[Start of Attachment]
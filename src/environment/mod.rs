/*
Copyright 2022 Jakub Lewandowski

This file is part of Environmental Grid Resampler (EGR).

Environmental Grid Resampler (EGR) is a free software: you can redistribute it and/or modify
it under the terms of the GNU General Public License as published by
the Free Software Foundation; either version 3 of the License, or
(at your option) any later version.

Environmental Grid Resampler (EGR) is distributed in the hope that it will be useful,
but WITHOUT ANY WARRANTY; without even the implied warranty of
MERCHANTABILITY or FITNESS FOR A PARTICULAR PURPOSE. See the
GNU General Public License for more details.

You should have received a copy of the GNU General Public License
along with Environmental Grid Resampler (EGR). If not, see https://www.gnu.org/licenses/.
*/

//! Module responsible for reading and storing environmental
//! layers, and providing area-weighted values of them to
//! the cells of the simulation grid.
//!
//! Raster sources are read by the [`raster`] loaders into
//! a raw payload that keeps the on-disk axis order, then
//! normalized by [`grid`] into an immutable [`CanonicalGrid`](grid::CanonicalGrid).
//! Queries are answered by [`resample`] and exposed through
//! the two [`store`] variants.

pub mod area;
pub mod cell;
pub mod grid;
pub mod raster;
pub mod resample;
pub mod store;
[End of Attachment]
**WHAT YOU ARE ASKED TO DO**
Check every line above for the word "Resampler" and copy those that have it.

**WRITTEN RESPONSE**
This file is part of Environmental Grid Resampler (EGR).
Environmental Grid Resampler (EGR) is a free software: you can redistribute it and/or modify
Environmental Grid Resampler (EGR) is distributed in the hope that it will be useful,
along with Environmental Grid Resampler (EGR). If not, see https://www.gnu.org/licenses/.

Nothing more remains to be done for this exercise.